I have this:
test1="1"
test2="2"
test3="3"
for i in "$test1" "$test2" "$test3"; do
echo "$i"
done ;
I want to echo the $i variable name, not its content.
The echo output should be "test1", or "test2", or "test3"
How can I do this?
I have this:
test1="1"
test2="2"
test3="3"
for i in "$test1" "$test2" "$test3"; do
echo "$i"
done ;
I want to echo the $i variable name, not its content.
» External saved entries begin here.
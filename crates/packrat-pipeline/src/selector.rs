//! Source file enumeration with packaging exclusions.

use std::path::{Path, PathBuf};

use walkdir::{DirEntry, WalkDir};

fn is_snapshot_dir(entry: &DirEntry) -> bool {
    entry.file_type().is_dir() && entry.file_name().to_str() == Some("__snapshots__")
}

fn is_excluded(root: &Path, path: &Path) -> bool {
    let name = path.file_name().and_then(|n| n.to_str()).unwrap_or("");

    if name == ".DS_Store" {
        return true;
    }
    if name.ends_with(".test.js") {
        return true;
    }

    // The packaged README is maintained separately from the source one.
    path == root.join("README.md")
}

/// Lazily enumerate the files to package under `root`.
///
/// Prunes `__snapshots__` subtrees entirely and skips OS metadata files,
/// JS test files, and the root README. The sequence is restartable by
/// calling again; traversal is read-only.
pub fn source_files(root: &Path) -> impl Iterator<Item = PathBuf> + '_ {
    WalkDir::new(root)
        .follow_links(true)
        .into_iter()
        .filter_entry(|e| !is_snapshot_dir(e))
        .filter_map(|e| e.ok())
        .filter(|e| e.file_type().is_file())
        .map(|e| e.into_path())
        .filter(move |path| !is_excluded(root, path))
}
//! Distribution copy pipeline.
//!
//! Walks the source tree once and dispatches each file on its extension:
//! SCSS is vendor-prefixed, component YAML is consumed and replaced by its
//! generated JSON artifacts, and everything else is copied through byte
//! for byte.

use std::fs;
use std::path::{Path, PathBuf};
use std::time::Instant;

use packrat_spec::component_name;

use crate::fixtures::{generate_fixtures, generate_macro_options, FixtureError};
use crate::selector::source_files;
use crate::styles::{prefix_styles, StyleError};
use crate::templates::TemplateEngine;

/// Configuration for a distribution copy.
#[derive(Debug, Clone)]
pub struct CopyConfig {
    /// Source tree root
    pub src_dir: PathBuf,

    /// Components root (under `src_dir`)
    pub components_dir: PathBuf,

    /// Destination root, supplied externally
    pub destination: PathBuf,

    /// Fixed subpath under the destination
    pub subdir: String,

    /// Template entry point filename per component
    pub template_name: String,
}

impl Default for CopyConfig {
    fn default() -> Self {
        Self {
            src_dir: PathBuf::from("src"),
            components_dir: PathBuf::from("src/components"),
            destination: PathBuf::from("dist"),
            subdir: "package".to_string(),
            template_name: "template.njk".to_string(),
        }
    }
}

/// Result of a copy run.
#[derive(Debug)]
pub struct CopyResult {
    /// Files copied through unchanged
    pub copied: usize,

    /// Stylesheets rewritten with vendor prefixes
    pub prefixed: usize,

    /// `fixtures.json` artifacts generated
    pub fixtures: usize,

    /// `macro-options.json` artifacts generated
    pub macro_options: usize,

    /// Total copy time in milliseconds
    pub duration_ms: u64,

    /// Root the distribution was written under
    pub output_dir: PathBuf,
}

/// Errors that can occur during the copy.
#[derive(Debug, thiserror::Error)]
pub enum CopyError {
    #[error("Failed to read source: {0}")]
    ReadError(String),

    #[error(transparent)]
    Style(#[from] StyleError),

    #[error(transparent)]
    Fixture(#[from] FixtureError),

    #[error("Failed to write output: {0}")]
    WriteError(String),
}

/// Copies a component library's sources into a distribution folder.
pub struct Packager {
    config: CopyConfig,
    templates: TemplateEngine,
}

impl Packager {
    /// Create a new packager.
    pub fn new(config: CopyConfig) -> Self {
        let templates = TemplateEngine::new(&config.components_dir);

        Self { config, templates }
    }

    /// Run the copy pipeline.
    pub async fn copy(&self) -> Result<CopyResult, CopyError> {
        let start = Instant::now();

        if !self.config.src_dir.exists() {
            return Err(CopyError::ReadError(format!(
                "Source directory not found: {}",
                self.config.src_dir.display()
            )));
        }

        let output_dir = self.config.destination.join(&self.config.subdir);
        fs::create_dir_all(&output_dir).map_err(|e| CopyError::WriteError(e.to_string()))?;

        let mut result = CopyResult {
            copied: 0,
            prefixed: 0,
            fixtures: 0,
            macro_options: 0,
            duration_ms: 0,
            output_dir: output_dir.clone(),
        };

        for path in source_files(&self.config.src_dir) {
            let relative = path
                .strip_prefix(&self.config.src_dir)
                .unwrap_or(&path)
                .to_path_buf();
            let ext = path.extension().and_then(|e| e.to_str()).unwrap_or("");

            match ext {
                "scss" => {
                    let source = fs::read_to_string(&path).map_err(|e| {
                        CopyError::ReadError(format!("{}: {}", path.display(), e))
                    })?;
                    let prefixed = prefix_styles(&path.display().to_string(), &source)?;
                    self.write(&output_dir.join(&relative), prefixed.as_bytes())?;
                    result.prefixed += 1;
                }
                "yaml" if path.starts_with(&self.config.components_dir) => {
                    // The spec file itself is consumed; only its generated
                    // artifacts reach the distribution.
                    let Some(component) = component_name(&path) else {
                        continue;
                    };
                    let dir = relative.parent().unwrap_or(Path::new(""));

                    if let Some(contents) = generate_fixtures(
                        &self.config.components_dir,
                        &component,
                        &self.templates,
                        &self.config.template_name,
                    )? {
                        self.write(&output_dir.join(dir).join("fixtures.json"), &contents)?;
                        result.fixtures += 1;
                    }

                    if let Some(contents) =
                        generate_macro_options(&self.config.components_dir, &component)?
                    {
                        self.write(&output_dir.join(dir).join("macro-options.json"), &contents)?;
                        result.macro_options += 1;
                    }
                }
                _ => {
                    let contents = fs::read(&path).map_err(|e| {
                        CopyError::ReadError(format!("{}: {}", path.display(), e))
                    })?;
                    self.write(&output_dir.join(&relative), &contents)?;
                    result.copied += 1;
                }
            }
        }

        result.duration_ms = start.elapsed().as_millis() as u64;

        Ok(result)
    }

    fn write(&self, path: &Path, contents: &[u8]) -> Result<(), CopyError> {
        if let Some(parent) = path.parent() {
            fs::create_dir_all(parent).map_err(|e| CopyError::WriteError(e.to_string()))?;
        }
        fs::write(path, contents).map_err(|e| CopyError::WriteError(e.to_string()))
    }
}

#[cfg(test)]
mod tests {
    use super::*;
    use tempfile::tempdir;

    const BUTTON_SPEC: &str = "params:\n  - name: text\n    required: true\nexamples:\n  - name: default\n    data:\n      text: Hi\n";

    fn write(path: &Path, contents: &str) {
        fs::create_dir_all(path.parent().unwrap()).unwrap();
        fs::write(path, contents).unwrap();
    }

    fn sample_config(root: &Path) -> CopyConfig {
        let src = root.join("src");
        write(&src.join("core/_base.scss"), ".selectable {\n  user-select: none;\n}\n");
        write(&src.join("components/button/button.yaml"), BUTTON_SPEC);
        write(&src.join("components/button/template.njk"), "{{ params.text }}");
        write(&src.join("components/button/button.mjs"), "export default 1\n");
        write(&src.join("README.md"), "source readme\n");
        write(&src.join("components/button/__snapshots__/button.snap"), "snap\n");

        CopyConfig {
            src_dir: src.clone(),
            components_dir: src.join("components"),
            destination: root.join("dist"),
            subdir: "package".to_string(),
            template_name: "template.njk".to_string(),
        }
    }

    #[tokio::test]
    async fn copies_and_generates_distribution() {
        let temp = tempdir().unwrap();
        let config = sample_config(temp.path());

        let result = Packager::new(config).copy().await.unwrap();

        let out = temp.path().join("dist/package");
        let css = fs::read_to_string(out.join("core/_base.scss")).unwrap();
        assert!(css.contains("-webkit-user-select"));

        let fixtures = fs::read_to_string(out.join("components/button/fixtures.json")).unwrap();
        assert!(fixtures.contains("\"component\": \"button\""));
        assert!(fixtures.contains("\"html\": \"Hi\""));

        assert!(out.join("components/button/macro-options.json").exists());
        assert!(out.join("components/button/button.mjs").exists());

        // Consumed and excluded inputs never reach the distribution
        assert!(!out.join("components/button/button.yaml").exists());
        assert!(!out.join("README.md").exists());
        assert!(!out.join("components/button/__snapshots__").exists());

        assert_eq!(result.prefixed, 1);
        assert_eq!(result.fixtures, 1);
        assert_eq!(result.macro_options, 1);
        // template.njk and button.mjs
        assert_eq!(result.copied, 2);
    }

    #[tokio::test]
    async fn rerun_is_idempotent() {
        let temp = tempdir().unwrap();
        let config = sample_config(temp.path());
        let packager = Packager::new(config);
        let out = temp.path().join("dist/package");

        packager.copy().await.unwrap();
        let first_fixtures = fs::read(out.join("components/button/fixtures.json")).unwrap();
        let first_css = fs::read(out.join("core/_base.scss")).unwrap();

        packager.copy().await.unwrap();
        let second_fixtures = fs::read(out.join("components/button/fixtures.json")).unwrap();
        let second_css = fs::read(out.join("core/_base.scss")).unwrap();

        assert_eq!(first_fixtures, second_fixtures);
        assert_eq!(first_css, second_css);
    }

    #[tokio::test]
    async fn yaml_outside_components_is_copied_through() {
        let temp = tempdir().unwrap();
        let config = sample_config(temp.path());
        write(
            &config.src_dir.join("config/settings.yaml"),
            "theme: default\n",
        );

        Packager::new(config).copy().await.unwrap();

        let out = temp.path().join("dist/package");
        let copied = fs::read_to_string(out.join("config/settings.yaml")).unwrap();
        assert_eq!(copied, "theme: default\n");
    }

    #[tokio::test]
    async fn component_without_spec_degrades_quietly() {
        let temp = tempdir().unwrap();
        let config = sample_config(temp.path());
        // A stray yaml in a directory with no matching <dir>.yaml spec
        write(
            &config.src_dir.join("components/header/nav.yaml"),
            "examples: []\n",
        );

        let result = Packager::new(config).copy().await.unwrap();

        let out = temp.path().join("dist/package");
        assert!(!out.join("components/header/fixtures.json").exists());
        // The button component still packaged fine
        assert_eq!(result.fixtures, 1);
    }

    #[tokio::test]
    async fn missing_source_dir_is_an_error() {
        let temp = tempdir().unwrap();
        let config = CopyConfig {
            src_dir: temp.path().join("nope"),
            destination: temp.path().join("dist"),
            ..CopyConfig::default()
        };

        let result = Packager::new(config).copy().await;

        assert!(matches!(result, Err(CopyError::ReadError(_))));
    }
}
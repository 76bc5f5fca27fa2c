//! Distribution copy command.

use std::fs;
use std::path::{Path, PathBuf};

use anyhow::Result;
use packrat_pipeline::{CopyConfig, Packager};
use serde::Deserialize;

/// Configuration file structure (packrat.toml).
#[derive(Debug, Deserialize, Default)]
pub(crate) struct ConfigFile {
    #[serde(default)]
    pub paths: PathsConfig,
    #[serde(default)]
    pub components: ComponentsConfig,
    #[serde(default)]
    pub output: OutputConfig,
}

#[derive(Debug, Deserialize)]
pub(crate) struct PathsConfig {
    #[serde(default = "default_src")]
    pub src: String,
    #[serde(default = "default_components")]
    pub components: String,
}

#[derive(Debug, Deserialize)]
pub(crate) struct ComponentsConfig {
    #[serde(default = "default_template")]
    pub template: String,
}

#[derive(Debug, Deserialize)]
pub(crate) struct OutputConfig {
    #[serde(default = "default_subdir")]
    pub subdir: String,
}

impl Default for PathsConfig {
    fn default() -> Self {
        Self {
            src: default_src(),
            components: default_components(),
        }
    }
}

impl Default for ComponentsConfig {
    fn default() -> Self {
        Self {
            template: default_template(),
        }
    }
}

impl Default for OutputConfig {
    fn default() -> Self {
        Self {
            subdir: default_subdir(),
        }
    }
}

fn default_src() -> String {
    "src".to_string()
}
fn default_components() -> String {
    "src/components".to_string()
}
fn default_template() -> String {
    "template.njk".to_string()
}
fn default_subdir() -> String {
    "package".to_string()
}

/// Load configuration from packrat.toml if it exists.
/// Returns an error if the config file exists but is malformed.
pub(crate) fn load_config(path: &Path) -> Result<ConfigFile> {
    if path.exists() {
        let content = fs::read_to_string(path)
            .map_err(|e| anyhow::anyhow!("Failed to read {}: {}", path.display(), e))?;
        let config: ConfigFile = toml::from_str(&content)
            .map_err(|e| anyhow::anyhow!("Failed to parse {}: {}", path.display(), e))?;
        tracing::info!("Loaded config from {}", path.display());
        return Ok(config);
    }
    Ok(ConfigFile::default())
}

/// Run the copy command.
pub async fn run(config_path: &Path, destination: PathBuf) -> Result<()> {
    tracing::info!("Copying distribution files...");

    let file_config = load_config(config_path)?;

    let config = CopyConfig {
        src_dir: PathBuf::from(&file_config.paths.src),
        components_dir: PathBuf::from(&file_config.paths.components),
        destination,
        subdir: file_config.output.subdir,
        template_name: file_config.components.template,
    };

    let result = Packager::new(config).copy().await?;

    tracing::info!(
        "Copied {} files, prefixed {} stylesheets, generated {} fixture and {} macro-option documents in {}ms",
        result.copied,
        result.prefixed,
        result.fixtures,
        result.macro_options,
        result.duration_ms
    );

    tracing::info!("Output: {}", result.output_dir.display());

    Ok(())
}
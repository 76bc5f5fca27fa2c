//! Packrat CLI - component library distribution packager.

use std::path::PathBuf;

use anyhow::Result;
use clap::{Parser, Subcommand};
use tracing_subscriber::{fmt, EnvFilter};

mod commands;

#[derive(Parser)]
#[command(name = "packrat")]
#[command(about = "Component library distribution packager")]
#[command(version)]
pub struct Cli {
    #[command(subcommand)]
    command: Commands,

    /// Path to packrat.toml config file
    #[arg(short, long, default_value = "packrat.toml")]
    config: PathBuf,

    /// Enable verbose output
    #[arg(short, long)]
    verbose: bool,
}

#[derive(Subcommand)]
enum Commands {
    /// Copy sources and generated artifacts to a distribution folder
    Copy {
        /// Destination root for the distribution
        #[arg(short, long)]
        destination: PathBuf,
    },

    /// Validate every component spec without writing output
    Check,
}

#[tokio::main]
async fn main() -> Result<()> {
    let cli = Cli::parse();

    // Initialize logging
    let filter = if cli.verbose {
        EnvFilter::new("debug")
    } else {
        EnvFilter::new("info")
    };

    fmt().with_env_filter(filter).with_target(false).init();

    // Execute command
    match cli.command {
        Commands::Copy { destination } => {
            commands::copy::run(&cli.config, destination).await?;
        }
        Commands::Check => {
            commands::check::run(&cli.config).await?;
        }
    }

    Ok(())
}
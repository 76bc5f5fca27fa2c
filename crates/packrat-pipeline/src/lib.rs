//! Distribution packaging pipeline for a component library.
//!
//! Copies source assets into a distribution folder, vendor-prefixes SCSS
//! stylesheets, and converts per-component YAML specs into generated
//! `fixtures.json` and `macro-options.json` artifacts.

pub mod copier;
pub mod fixtures;
pub mod selector;
pub mod styles;
pub mod templates;

pub use copier::{CopyConfig, CopyError, CopyResult, Packager};
pub use fixtures::{
    generate_fixtures, generate_macro_options, to_json_pretty, Fixture, FixtureDoc, FixtureError,
};
pub use selector::source_files;
pub use styles::{prefix_styles, StyleError};
pub use templates::TemplateEngine;
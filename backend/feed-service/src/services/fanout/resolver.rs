use crate::db::{FollowerStore, TagSubscriberStore};
use crate::error::ServiceError;
use crate::metrics::fanout as metrics;
use crate::models::{PublishedPost, TagRef};
use futures::stream::{self, StreamExt};
use std::future::Future;
use std::sync::Arc;
use std::time::Duration;
use thiserror::Error;
use tracing::warn;
use uuid::Uuid;

/// A single lookup that could not produce recipients
#[derive(Debug, Error)]
pub enum LookupFailure {
    #[error("lookup failed: {0}")]
    Storage(#[from] ServiceError),

    #[error("lookup timed out after {0:?}")]
    TimedOut(Duration),
}

impl LookupFailure {
    fn cause(&self) -> &'static str {
        match self {
            LookupFailure::Storage(_) => "error",
            LookupFailure::TimedOut(_) => "timeout",
        }
    }
}

/// Recipients found for one post, before aggregation
#[derive(Debug, Default)]
pub struct ResolvedAudience {
    pub followers: Vec<Uuid>,
    /// One element per post tag, in the post's tag order
    pub tag_subscribers: Vec<(String, Vec<Uuid>)>,
    /// Lookups replaced by an empty result (`followers`, `tag:<name>`)
    pub degraded_sources: Vec<String>,
}

/// Runs the follower lookup and the per-tag lookups concurrently.
///
/// Every lookup is isolated: an error or timeout turns that one lookup into
/// an empty result and is logged; the others carry on. At most
/// `tag_concurrency` tag lookups hold a connection at once, and a lookup's
/// timeout starts when it is issued, not while it waits its turn.
#[derive(Clone)]
pub struct AudienceResolver {
    followers: Arc<dyn FollowerStore>,
    tag_subscribers: Arc<dyn TagSubscriberStore>,
    lookup_timeout: Duration,
    tag_concurrency: usize,
}

impl AudienceResolver {
    pub fn new(
        followers: Arc<dyn FollowerStore>,
        tag_subscribers: Arc<dyn TagSubscriberStore>,
        lookup_timeout: Duration,
        tag_concurrency: usize,
    ) -> Self {
        Self {
            followers,
            tag_subscribers,
            lookup_timeout,
            tag_concurrency: tag_concurrency.max(1),
        }
    }

    pub async fn resolve(&self, post: &PublishedPost) -> ResolvedAudience {
        let (followers, tags) = tokio::join!(
            self.resolve_followers(post.author_id),
            self.resolve_tag_subscribers(&post.tags),
        );

        let mut audience = ResolvedAudience::default();

        match followers {
            Ok(ids) => audience.followers = ids,
            Err(_) => audience.degraded_sources.push("followers".to_string()),
        }

        for (tag, result) in post.tags.iter().zip(tags) {
            match result {
                Ok(ids) => audience.tag_subscribers.push((tag.name.clone(), ids)),
                Err(_) => {
                    audience.degraded_sources.push(format!("tag:{}", tag.name));
                    audience.tag_subscribers.push((tag.name.clone(), Vec::new()));
                }
            }
        }

        audience
    }

    async fn resolve_followers(&self, author_id: Uuid) -> Result<Vec<Uuid>, LookupFailure> {
        let result = self
            .bounded(self.followers.followers_of(author_id))
            .await;

        if let Err(failure) = &result {
            warn!(
                %author_id,
                error = %failure,
                "Follower lookup failed, continuing fan-out without followers"
            );
            metrics::record_resolver_failure("followers", failure.cause());
        }

        result
    }

    async fn resolve_tag_subscribers(
        &self,
        tags: &[TagRef],
    ) -> Vec<Result<Vec<Uuid>, LookupFailure>> {
        let lookups: Vec<_> = tags
            .iter()
            .map(|tag| self.resolve_tag_subscriber(tag))
            .collect();

        stream::iter(lookups)
            .buffered(self.tag_concurrency)
            .collect()
            .await
    }

    async fn resolve_tag_subscriber(&self, tag: &TagRef) -> Result<Vec<Uuid>, LookupFailure> {
        let result = self
            .bounded(self.tag_subscribers.subscribers_of(tag.id))
            .await;

        if let Err(failure) = &result {
            warn!(
                tag_id = %tag.id,
                tag = %tag.name,
                error = %failure,
                "Tag subscriber lookup failed, continuing fan-out without this tag"
            );
            metrics::record_resolver_failure("tag", failure.cause());
        }

        result
    }

    async fn bounded<F>(&self, lookup: F) -> Result<Vec<Uuid>, LookupFailure>
    where
        F: Future<Output = Result<Vec<Uuid>, ServiceError>>,
    {
        match tokio::time::timeout(self.lookup_timeout, lookup).await {
            Ok(result) => result.map_err(LookupFailure::from),
            Err(_) => Err(LookupFailure::TimedOut(self.lookup_timeout)),
        }
    }
}
use actix_web::{dev::Service, web, App, HttpServer};
use std::io;
use std::sync::Arc;
use std::time::{Duration, Instant};
use tracing::info;
use tracing_subscriber::{layer::SubscriberExt, util::SubscriberInitExt};

use feed_service::config::Config;
use feed_service::db::{
    self, FeedRepository, FeedStore, FollowRepository, PostRepository, TagFollowRepository,
};
use feed_service::handlers::{self, FeedHandlerState, FollowHandlerState, PostHandlerState};
use feed_service::jobs;
use feed_service::services::{FanoutService, PostService};

const WORKER_DRAIN_TIMEOUT: Duration = Duration::from_secs(30);

#[actix_web::main]
async fn main() -> io::Result<()> {
    let _ = dotenvy::dotenv();

    // Load configuration
    let config = match Config::from_env() {
        Ok(cfg) => cfg,
        Err(e) => {
            eprintln!("ERROR: Failed to load configuration: {:#}", e);
            std::process::exit(1);
        }
    };

    // Structured JSON logging, RUST_LOG overrides LOG_LEVEL
    tracing_subscriber::registry()
        .with(
            tracing_subscriber::EnvFilter::try_from_default_env()
                .unwrap_or_else(|_| config.app.log_level.clone().into()),
        )
        .with(
            tracing_subscriber::fmt::layer()
                .json()
                .with_current_span(true)
                .with_span_list(true)
                .with_thread_ids(true)
                .with_line_number(true)
                .with_file(true)
                .with_target(true),
        )
        .init();

    info!("Starting feed-service v{}", env!("CARGO_PKG_VERSION"));
    info!("Environment: {}", config.app.env);

    let pool = match db::create_pool(&config.database).await {
        Ok(pool) => pool,
        Err(e) => {
            tracing::error!("Database pool creation failed: {:#}", e);
            eprintln!("ERROR: Failed to create database pool: {}", e);
            std::process::exit(1);
        }
    };

    if let Err(e) = db::run_migrations(&pool).await {
        tracing::error!("Database migration failed: {:#}", e);
        eprintln!("ERROR: Failed to run migrations: {}", e);
        std::process::exit(1);
    }
    info!("Database ready");

    let follow_repo = FollowRepository::new(pool.clone());
    let tag_follow_repo = TagFollowRepository::new(pool.clone());
    let feed_store: Arc<dyn FeedStore> = Arc::new(FeedRepository::new(pool.clone()));

    // Fan-out worker runs detached from request handling
    let fanout_service = FanoutService::new(
        Arc::new(follow_repo.clone()),
        Arc::new(tag_follow_repo.clone()),
        feed_store.clone(),
        &config.fanout,
    );
    let (dispatcher, worker) = jobs::channel(fanout_service, &config.fanout);
    let worker_handle = tokio::spawn(worker.run());
    info!(
        queue_capacity = config.fanout.queue_capacity,
        max_concurrency = config.fanout.max_concurrency,
        "Fan-out worker started"
    );

    let post_state = web::Data::new(PostHandlerState {
        posts: PostService::new(Arc::new(PostRepository::new(pool.clone())), dispatcher),
    });
    let feed_state = web::Data::new(FeedHandlerState { feeds: feed_store });
    let follow_state = web::Data::new(FollowHandlerState {
        users: follow_repo,
        tags: tag_follow_repo,
    });

    let bind_addr = format!("{}:{}", config.app.host, config.app.port);
    info!("HTTP server listening on {}", bind_addr);

    let http_server = HttpServer::new(move || {
        App::new()
            .app_data(post_state.clone())
            .app_data(feed_state.clone())
            .app_data(follow_state.clone())
            .route("/health", web::get().to(|| async { "OK" }))
            .route("/api/v1/health", web::get().to(|| async { "OK" }))
            .route("/metrics", web::get().to(feed_service::metrics::serve_metrics))
            .wrap_fn(|req, srv| {
                let method = req.method().to_string();
                let path = req
                    .match_pattern()
                    .map(|p| p.to_string())
                    .unwrap_or_else(|| req.path().to_string());
                let start = Instant::now();

                let fut = srv.call(req);
                async move {
                    match fut.await {
                        Ok(res) => {
                            feed_service::metrics::observe_http_request(
                                &method,
                                &path,
                                res.status().as_u16(),
                                start.elapsed(),
                            );
                            Ok(res)
                        }
                        Err(err) => {
                            feed_service::metrics::observe_http_request(
                                &method,
                                &path,
                                500,
                                start.elapsed(),
                            );
                            Err(err)
                        }
                    }
                }
            })
            .configure(handlers::configure)
    })
    .bind(bind_addr)?
    .run()
    .await;

    // Dispatchers go away with the server; give the worker time to drain
    match tokio::time::timeout(WORKER_DRAIN_TIMEOUT, worker_handle).await {
        Ok(Ok(())) => {}
        Ok(Err(e)) => tracing::error!("Fan-out worker terminated abnormally: {}", e),
        Err(_) => tracing::warn!(
            "Fan-out worker still busy after {:?}, abandoning in-flight jobs",
            WORKER_DRAIN_TIMEOUT
        ),
    }
    info!("feed-service stopped");

    http_server
}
The echo output should be "test1", or "test2", or "test3"
How can I do this?
If you really want to do this, just do that:
#!/bin/bash
test1='1'
test2='2'
test3='3'
for v in "test1" "test2" "test3"; do
echo "The variable's name is $v"
echo "The variable's content is ${!v}"
done
But you probably would prefer to use arrays rather than dynamic variable names as this can be seen as a bad practice and make your code harder to understand. So consider this, much better, form:
#!/bin/bash
test[0]='1'
test[1]='2'
test[2]='3'
for ((i=0;i<=2;i++)); do
echo "The variable's name is \$test[$i]"
echo "The variable's content is ${test[$i]}"
done
Use single quotes:
for i in '$test1' '$test2' '$test3'; do
echo "$i"
done
or else, escape the dollar signs with a backslash:
for i in \$test1 \$test2 \$test3; do
echo "$i"
done
The meaning of for i in "$test1" "$test2" "$test3" is: $i will hold the content of the three variables test1, test2, test3 - which will actually holds: 1, 2, 3
If you want to print test1, test2 and test3 you should call them without the $ sign, i.e. the actual name, not their value
The following code (without the $ before the test1/2/3 variables will print what you want:
test1="1"
test2="2"
test3="3"
for i in "test1" "test2" "test3"; do
echo "$i"
done ;
execution result:
test1
test2
test3
printf '%s\n' "test1" "test2" "test3"
ksh93 or Bash:
$ test1=aa; test2=bb; test3=cc
$ for x in "${!test@}" ; do echo "$x" ; done
test1
test2
test3
(note that the variables are expanded in lexical order (so test10 would come before test2)).